Prompt | Start with the first line of the records below. Output each line exactly, ending with the one that contains "pub struct Leaf".

Collected data entries
use std::collections::HashSet;
use std::sync::Arc;

use async_trait::async_trait;
use once_cell::sync::Lazy;
use regex::Regex;

use crate::discord::response::Reply;
use crate::error::{BotError, Result};
use crate::state::BotState;
use crate::types::discord::{ApplicationCommand, CommandOption, Interaction, OptionType};

/// Naming rule for commands, subcommands and options.
static NAME_PATTERN: Lazy<Regex> = Lazy::new(|| {
    Regex::new(r"^[-_'\p{L}\p{N}\p{Devanagari}\p{Thai}]{1,32}$").expect("command name pattern is valid")
});

const CHAT_INPUT: u8 = 1;

#[async_trait]
pub trait Execute: Send + Sync {
    async fn execute(&self, state: &BotState, interaction: &Interaction) -> Result<Reply>;
}

#[async_trait]
pub trait ExecuteComponent: Send + Sync {
    /// `payload` is the part of the custom id after the routing prefix.
    async fn execute_component(&self, state: &BotState, interaction: &Interaction, payload: &str) -> Result<Reply>;
}

pub struct Leaf {
    pub name: &'static str,
    pub description: &'static str,
    pub options: Vec<CommandOption>,
    pub execute: Arc<dyn Execute>,
    pub execute_component: Option<Arc<dyn ExecuteComponent>>,
}

impl Leaf {
    pub fn new(name: &'static str, description: &'static str, execute: impl Execute + 'static) -> Self {
        Self {
            name,
            description,
            options: Vec::new(),
            execute: Arc::new(execute),
            execute_component: None,
        }
    }

    pub fn option(mut self, option: CommandOption) -> Self {
        self.options.push(option);
        self
    }

    pub fn component(mut self, handler: impl ExecuteComponent + 'static) -> Self {
        self.execute_component = Some(Arc::new(handler));
        self
    }

    fn schema_option(&self) -> CommandOption {
        let mut option = CommandOption::new(OptionType::Subcommand, self.name, self.description);
        option.options = self.options.clone();
        option
    }
}

pub struct SubcommandGroup {
    pub name: &'static str,
    pub description: &'static str,
    pub subcommands: Vec<Leaf>,
}

impl SubcommandGroup {
    pub fn new(name: &'static str, description: &'static str, subcommands: Vec<Leaf>) -> Self {
        Self {
            name,
            description,
            subcommands,
        }
    }

    pub fn subcommand(&self, name: &str) -> Option<&Leaf> {
        self.subcommands.iter().find(|s| s.name == name)
    }
}

pub enum CommandKind {
    Leaf(Leaf),
    Group {
        subcommands: Vec<Leaf>,
        groups: Vec<SubcommandGroup>,
    },
}

pub struct Command {
    pub name: &'static str,
    pub description: &'static str,
    pub kind: CommandKind,
}

impl Command {
    pub fn leaf(leaf: Leaf) -> Self {
        Self {
            name: leaf.name,
            description: leaf.description,
            kind: CommandKind::Leaf(leaf),
        }
    }

    pub fn group(
        name: &'static str,
        description: &'static str,
        subcommands: Vec<Leaf>,
        groups: Vec<SubcommandGroup>,
    ) -> Self {
        Self {
            name,
            description,
            kind: CommandKind::Group { subcommands, groups },
        }
    }

    pub fn subcommand(&self, name: &str) -> Option<&Leaf> {
        match &self.kind {
            CommandKind::Group { subcommands, .. } => subcommands.iter().find(|s| s.name == name),
            CommandKind::Leaf(_) => None,
        }
    }

    pub fn subcommand_group(&self, name: &str) -> Option<&SubcommandGroup> {
        match &self.kind {
            CommandKind::Group { groups, .. } => groups.iter().find(|g| g.name == name),
            CommandKind::Leaf(_) => None,
        }
    }

    /// Wire schema for this command: subcommands first, then groups, each in
    /// declaration order.
    pub fn schema(&self) -> ApplicationCommand {
        let options = match &self.kind {
            CommandKind::Leaf(leaf) => leaf.options.clone(),
            CommandKind::Group { subcommands, groups } => subcommands
                .iter()
                .map(Leaf::schema_option)
                .chain(groups.iter().map(|g| {
                    let mut option = CommandOption::new(OptionType::SubcommandGroup, g.name, g.description);
                    option.options = g.subcommands.iter().map(Leaf::schema_option).collect();
                    option
                }))
                .collect(),
        };
        ApplicationCommand {
            name: self.name.to_string(),
            command_type: CHAT_INPUT,
            description: self.description.to_string(),
            options,
        }
    }
}

/// Read-only table of every command, validated once at startup.
pub struct Registry {
    commands: Vec<Command>,
}

impl Registry {
    pub fn new(commands: Vec<Command>) -> Result<Self> {
        let mut seen = HashSet::new();
        for command in &commands {
            if !seen.insert(command.name) {
                return Err(invalid(format!("duplicate command `{}`", command.name)));
            }
            validate_command(command)?;
        }
        Ok(Self { commands })
    }

    pub fn get(&self, name: &str) -> Option<&Command> {
        self.commands.iter().find(|c| c.name == name)
    }

    pub fn commands(&self) -> &[Command] {
        &self.commands
    }

    pub fn schema(&self) -> Vec<ApplicationCommand> {
        self.commands.iter().map(Command::schema).collect()
    }
}

fn invalid(message: String) -> BotError {
    BotError::new("invalid_command_definition").push_str(message)
}

pub fn validate_name(name: &str) -> Result<()> {
    if !NAME_PATTERN.is_match(name) || name.to_lowercase() != name {
        return Err(invalid(format!("invalid name `{name}`")));
    }
    Ok(())
}

fn validate_description(owner: &str, description: &str) -> Result<()> {
    let len = description.chars().count();
    if !(1..=100).contains(&len) {
        return Err(invalid(format!("`{owner}` needs a description of 1-100 characters")));
    }
    Ok(())
}

fn validate_options(owner: &str, options: &[CommandOption]) -> Result<()> {
    let mut seen = HashSet::new();
    let mut optional_seen = false;
    for option in options {
        validate_name(&option.name)?;
        validate_description(&option.name, &option.description)?;
        match OptionType::from_u8(option.option_type) {
            OptionType::Subcommand | OptionType::SubcommandGroup | OptionType::Unknown => {
                return Err(invalid(format!(
                    "`{owner}` declares `{}` as a plain option; leaves cannot nest",
                    option.name
                )));
            }
            _ => {}
        }
        if !seen.insert(option.name.as_str()) {
            return Err(invalid(format!("`{owner}` repeats option `{}`", option.name)));
        }
        if option.required && optional_seen {
            return Err(invalid(format!(
                "`{owner}` lists required option `{}` after an optional one",
                option.name
            )));
        }
        optional_seen |= !option.required;
    }
    Ok(())
}

fn validate_leaf(leaf: &Leaf) -> Result<()> {
    validate_name(leaf.name)?;
    validate_description(leaf.name, leaf.description)?;
    validate_options(leaf.name, &leaf.options)
}

fn validate_command(command: &Command) -> Result<()> {
    validate_name(command.name)?;
    validate_description(command.name, command.description)?;

    match &command.kind {
        CommandKind::Leaf(leaf) => validate_leaf(leaf),
        CommandKind::Group { subcommands, groups } => {
            if subcommands.is_empty() && groups.is_empty() {
                return Err(invalid(format!("group `{}` has no subcommands", command.name)));
            }
            let mut seen = HashSet::new();
            for leaf in subcommands {
                if !seen.insert(leaf.name) {
                    return Err(invalid(format!("`{}` repeats `{}`", command.name, leaf.name)));
                }
                validate_leaf(leaf)?;
            }
            for group in groups {
                if !seen.insert(group.name) {
                    return Err(invalid(format!("`{}` repeats `{}`", command.name, group.name)));
                }
                validate_name(group.name)?;
                validate_description(group.name, group.description)?;
                if group.subcommands.is_empty() {
                    return Err(invalid(format!("group `{}` has no subcommands", group.name)));
                }
                let mut inner = HashSet::new();
                for leaf in &group.subcommands {
                    if !inner.insert(leaf.name) {
                        return Err(invalid(format!("`{}` repeats `{}`", group.name, leaf.name)));
                    }
                    validate_leaf(leaf)?;
                }
            }
            Ok(())
        }
    }
}

#[cfg(test)]
mod tests {
    use super::*;
    use crate::test_utils::Echo;

    #[test]
    fn names_follow_the_platform_rules() {
        assert!(validate_name("pillow").is_ok());
        assert!(validate_name("page_size").is_ok());
        assert!(validate_name("नमस्ते").is_ok());
        assert!(validate_name("Pillow").is_err());
        assert!(validate_name("pageSize").is_err());
        assert!(validate_name("with space").is_err());
        assert!(validate_name("").is_err());
        assert!(validate_name(&"a".repeat(33)).is_err());
    }

    #[test]
    fn empty_groups_are_rejected() {
        let err = Registry::new(vec![Command::group("empty", "nothing inside", vec![], vec![])])
            .err()
            .unwrap();
        assert!(err.reason().contains("no subcommands"));

        let nested = Registry::new(vec![Command::group(
            "outer",
            "outer",
            vec![],
            vec![SubcommandGroup::new("inner", "inner", vec![])],
        )]);
        assert!(nested.is_err());
    }

    #[test]
    fn leaves_cannot_carry_subcommands() {
        let leaf = Leaf::new("ping", "pong", Echo("ping")).option(CommandOption::new(
            OptionType::Subcommand,
            "nested",
            "not allowed",
        ));
        assert!(Registry::new(vec![Command::leaf(leaf)]).is_err());
    }

    #[test]
    fn duplicate_names_are_rejected() {
        let registry = Registry::new(vec![
            Command::leaf(Leaf::new("ping", "pong", Echo("a"))),
            Command::leaf(Leaf::new("ping", "pong", Echo("b"))),
        ]);
        assert!(registry.is_err());
    }

    #[test]
    fn schema_is_stable_across_calls() {
        let registry = crate::commands::registry().unwrap();
        let first = serde_json::to_vec(&registry.schema()).unwrap();
        let second = serde_json::to_vec(&registry.schema()).unwrap();
        assert_eq!(first, second);

        let rebuilt = crate::commands::registry().unwrap();
        assert_eq!(first, serde_json::to_vec(&rebuilt.schema()).unwrap());
    }

    #[test]
    fn group_schema_lists_subcommands_before_groups() {
        let registry = Registry::new(vec![Command::group(
            "config",
            "settings",
            vec![Leaf::new("mod", "mod role", Echo("mod"))],
            vec![SubcommandGroup::new(
                "channel",
                "channels",
                vec![Leaf::new("pillow", "pillow channel", Echo("pillow"))],
            )],
        )])
        .unwrap();

        let schema = serde_json::to_value(registry.schema()).unwrap();
        let options = &schema[0]["options"];
        assert_eq!(options[0]["name"], "mod");
        assert_eq!(options[0]["type"], 1);
        assert_eq!(options[1]["name"], "channel");
        assert_eq!(options[1]["type"], 2);
        assert_eq!(options[1]["options"][0]["name"], "pillow");
    }
}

Solution for this exercise |
use std::collections::HashSet;
use std::sync::Arc;

use async_trait::async_trait;
use once_cell::sync::Lazy;
use regex::Regex;

use crate::discord::response::Reply;
use crate::error::{BotError, Result};
use crate::state::BotState;
use crate::types::discord::{ApplicationCommand, CommandOption, Interaction, OptionType};

/// Naming rule for commands, subcommands and options.
static NAME_PATTERN: Lazy<Regex> = Lazy::new(|| {
    Regex::new(r"^[-_'\p{L}\p{N}\p{Devanagari}\p{Thai}]{1,32}$").expect("command name pattern is valid")
});

const CHAT_INPUT: u8 = 1;

#[async_trait]
pub trait Execute: Send + Sync {
    async fn execute(&self, state: &BotState, interaction: &Interaction) -> Result<Reply>;
}

#[async_trait]
pub trait ExecuteComponent: Send + Sync {
    /// `payload` is the part of the custom id after the routing prefix.
    async fn execute_component(&self, state: &BotState, interaction: &Interaction, payload: &str) -> Result<Reply>;
}

pub struct Leaf {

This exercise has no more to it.